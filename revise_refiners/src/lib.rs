mod annotate;
mod command;

pub use annotate::{AnnotationOptions, AnnotationRefiner};
pub use command::{CommandRefiner, CommandSpec};

use revise_refiner_api::RefinerRegistry;

/// Build a refiner registry populated with Revise's default refiners.
///
/// The command refiner is added when `REVISE_REFINER_CMD` is set.
#[must_use]
pub fn default_registry() -> RefinerRegistry {
    registry_with(CommandRefiner::from_env())
}

fn registry_with(command: Option<CommandRefiner>) -> RefinerRegistry {
    let mut registry = RefinerRegistry::new();
    registry.register(AnnotationRefiner::default());

    if let Some(command) = command {
        registry.register(command);
    }

    registry
}

#[cfg(test)]
mod tests {
    use super::*;
    use revise_refiner_api::Refiner;

    fn ids(registry: &RefinerRegistry) -> Vec<String> {
        registry.summaries().into_iter().map(|s| s.id).collect()
    }

    #[test]
    fn annotation_is_always_registered() {
        assert_eq!(ids(&registry_with(None)), ["annotate"]);
    }

    #[test]
    fn configured_command_is_registered() {
        let spec = CommandSpec::from_settings("fmt -w 80", Some("10")).expect("command configured");
        let registry = registry_with(Some(CommandRefiner::new(spec)));

        assert_eq!(ids(&registry), ["annotate", "command"]);
        let command = registry.get("command").expect("command refiner");
        assert_eq!(command.label(), "External command");
    }
}
use std::env;
use std::ffi::OsString;
use std::io::{self, Read, Write};
use std::process::{Child, ChildStdin, Command, Stdio};
use std::thread::{self, JoinHandle};
use std::time::Duration;

use serde::{Deserialize, Serialize};
use tracing::{debug, warn};
use wait_timeout::ChildExt;

use revise_api::TextDocument;
use revise_refiner_api::{Refinement, Refiner, RefinerError, RefinerResult};

const DEFAULT_TIMEOUT_SECS: u64 = 60;
const COMMAND_ENV: &str = "REVISE_REFINER_CMD";
const TIMEOUT_ENV: &str = "REVISE_REFINER_TIMEOUT_SECS";

/// External program invocation used by [`CommandRefiner`].
#[derive(Debug, Clone, PartialEq, Eq, Serialize, Deserialize)]
pub struct CommandSpec {
    /// Program to execute, resolved through `PATH`.
    pub program: String,
    /// Arguments passed to the program.
    #[serde(default)]
    pub args: Vec<String>,
    /// Seconds to wait before the program is killed.
    #[serde(default = "default_timeout_secs")]
    pub timeout_secs: u64,
}

const fn default_timeout_secs() -> u64 {
    DEFAULT_TIMEOUT_SECS
}

impl CommandSpec {
    /// Program with no arguments and the default timeout.
    #[must_use]
    pub fn new(program: impl Into<String>) -> Self {
        Self {
            program: program.into(),
            args: Vec::new(),
            timeout_secs: DEFAULT_TIMEOUT_SECS,
        }
    }

    /// Append an argument.
    #[must_use]
    pub fn arg(mut self, arg: impl Into<String>) -> Self {
        self.args.push(arg.into());
        self
    }

    /// Override the timeout.
    #[must_use]
    pub const fn timeout_secs(mut self, secs: u64) -> Self {
        self.timeout_secs = secs;
        self
    }

    /// Parse a command line setting and an optional timeout setting.
    ///
    /// The command is split on whitespace into program and arguments. A
    /// timeout that does not parse as seconds keeps the default.
    #[must_use]
    pub fn from_settings(command: &str, timeout: Option<&str>) -> Option<Self> {
        let mut parts = command.split_whitespace();
        let mut spec = Self::new(parts.next()?);
        spec.args = parts.map(str::to_owned).collect();

        if let Some(secs) = timeout.and_then(|value| value.trim().parse().ok()) {
            spec.timeout_secs = secs;
        }

        Some(spec)
    }
}

/// Refiner that pipes the document through an external program.
///
/// The document text is written to stdin and stdout becomes the new document.
/// One trailing newline is stripped from the output, so a program that ends
/// its output with `'\n'` does not grow the document by a blank line. The
/// child runs with a cleared environment apart from `PATH` and `HOME`.
#[derive(Debug, Clone)]
pub struct CommandRefiner {
    spec: CommandSpec,
    path: Option<OsString>,
    home: Option<OsString>,
}

impl CommandRefiner {
    /// Construct a refiner for the given command.
    #[must_use]
    pub fn new(spec: CommandSpec) -> Self {
        Self {
            spec,
            path: env::var_os("PATH"),
            home: env::var_os("HOME"),
        }
    }

    /// Build a refiner from `REVISE_REFINER_CMD` and
    /// `REVISE_REFINER_TIMEOUT_SECS`, if a command is configured.
    ///
    /// See [`CommandSpec::from_settings`] for how the values are parsed.
    #[must_use]
    pub fn from_env() -> Option<Self> {
        let command = env::var(COMMAND_ENV).ok()?;
        let timeout = env::var(TIMEOUT_ENV).ok();
        CommandSpec::from_settings(&command, timeout.as_deref()).map(Self::new)
    }

    /// The command this refiner runs.
    #[must_use]
    pub const fn spec(&self) -> &CommandSpec {
        &self.spec
    }

    fn run(&self, input: &str) -> RefinerResult<String> {
        let mut command = Command::new(&self.spec.program);
        command
            .args(&self.spec.args)
            .stdin(Stdio::piped())
            .stdout(Stdio::piped())
            .stderr(Stdio::piped());
        self.configure_environment(&mut command);

        let mut child = command.spawn().map_err(|err| {
            RefinerError::message(format!("failed to spawn {}: {err}", self.spec.program))
        })?;

        let stdout_handle = child.stdout.take().map(spawn_reader);
        let stderr_handle = child.stderr.take().map(spawn_reader);
        let stdin_handle = child
            .stdin
            .take()
            .map(|stdin| spawn_writer(stdin, input.as_bytes().to_vec()));

        let timeout = Duration::from_secs(self.spec.timeout_secs);
        match child.wait_timeout(timeout) {
            Ok(Some(_)) => (),
            Ok(None) => {
                warn!(program = %self.spec.program, secs = self.spec.timeout_secs, "refiner command timed out");
                reap(&mut child);
                return Err(RefinerError::Timeout {
                    after_secs: self.spec.timeout_secs,
                });
            }
            Err(err) => {
                reap(&mut child);
                return Err(RefinerError::message(format!(
                    "failed waiting on {}: {err}",
                    self.spec.program
                )));
            }
        }

        let status = child.wait().map_err(|err| {
            RefinerError::message(format!("failed to reap {}: {err}", self.spec.program))
        })?;

        let written = join_writer(stdin_handle);
        let stdout = join_reader(stdout_handle, "stdout")?;
        let stderr = join_reader(stderr_handle, "stderr")?;

        if !status.success() {
            let code = status
                .code()
                .map_or_else(|| "terminated".to_string(), |c| c.to_string());
            return Err(RefinerError::message(format!(
                "{} failed with status {}: {}",
                self.spec.program,
                code,
                stderr.trim()
            )));
        }

        // A child that exits early without reading its input is only an error
        // when it claims success.
        written.map_err(|err| {
            RefinerError::message(format!(
                "failed to write to {} stdin: {err}",
                self.spec.program
            ))
        })?;

        Ok(stdout)
    }

    fn configure_environment(&self, command: &mut Command) {
        command.env_clear();
        if let Some(path) = &self.path {
            command.env("PATH", path);
        }
        if let Some(home) = &self.home {
            command.env("HOME", home);
        }
    }
}

impl Refiner for CommandRefiner {
    fn id(&self) -> &'static str {
        "command"
    }

    fn label(&self) -> &'static str {
        "External command"
    }

    fn refine(&self, document: &TextDocument) -> RefinerResult<Refinement> {
        debug!(program = %self.spec.program, lines = document.line_count(), "running refiner command");
        let output = self.run(&document.text())?;
        let output = output.strip_suffix('\n').unwrap_or(&output);
        Ok(Refinement::new(
            TextDocument::from_text(output),
            format!("Ran {}", self.spec.program),
        ))
    }
}

fn spawn_reader<R>(mut stream: R) -> JoinHandle<io::Result<Vec<u8>>>
where
    R: Read + Send + 'static,
{
    thread::spawn(move || {
        let mut buffer = Vec::new();
        stream.read_to_end(&mut buffer)?;
        Ok(buffer)
    })
}

// Dropping stdin after the write closes the pipe so the child sees EOF.
fn spawn_writer(mut stdin: ChildStdin, input: Vec<u8>) -> JoinHandle<io::Result<()>> {
    thread::spawn(move || stdin.write_all(&input))
}

fn join_writer(handle: Option<JoinHandle<io::Result<()>>>) -> io::Result<()> {
    match handle {
        Some(handle) => handle
            .join()
            .unwrap_or_else(|_| Err(io::Error::other("stdin writer panicked"))),
        None => Ok(()),
    }
}

fn reap(child: &mut Child) {
    let _ = child.kill();
    let _ = child.wait();
}

fn join_reader(
    handle: Option<JoinHandle<io::Result<Vec<u8>>>>,
    stream: &str,
) -> RefinerResult<String> {
    match handle {
        Some(handle) => {
            let bytes = handle
                .join()
                .map_err(|_| RefinerError::message(format!("failed to join {stream} reader")))?
                .map_err(|err| RefinerError::message(format!("failed to read {stream}: {err}")))?;
            Ok(String::from_utf8_lossy(&bytes).into_owned())
        }
        None => Ok(String::new()),
    }
}
fn main() {
    let udl_path = std::path::Path::new(&std::env::var("CARGO_MANIFEST_DIR").unwrap())
        .join("src/revise_core.udl");
    let udl_path = udl_path.to_str().expect("UDL path contains invalid UTF-8");
    uniffi_build::generate_scaffolding_for_crate(udl_path, "revise_core")
        .expect("failed to generate UniFFI scaffolding");
}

__________

PROBLEM
Pick out the lines above that hold the string "trim" and show them.

ANSWER SPACE
        if let Some(secs) = timeout.and_then(|value| value.trim().parse().ok()) {
                stderr.trim()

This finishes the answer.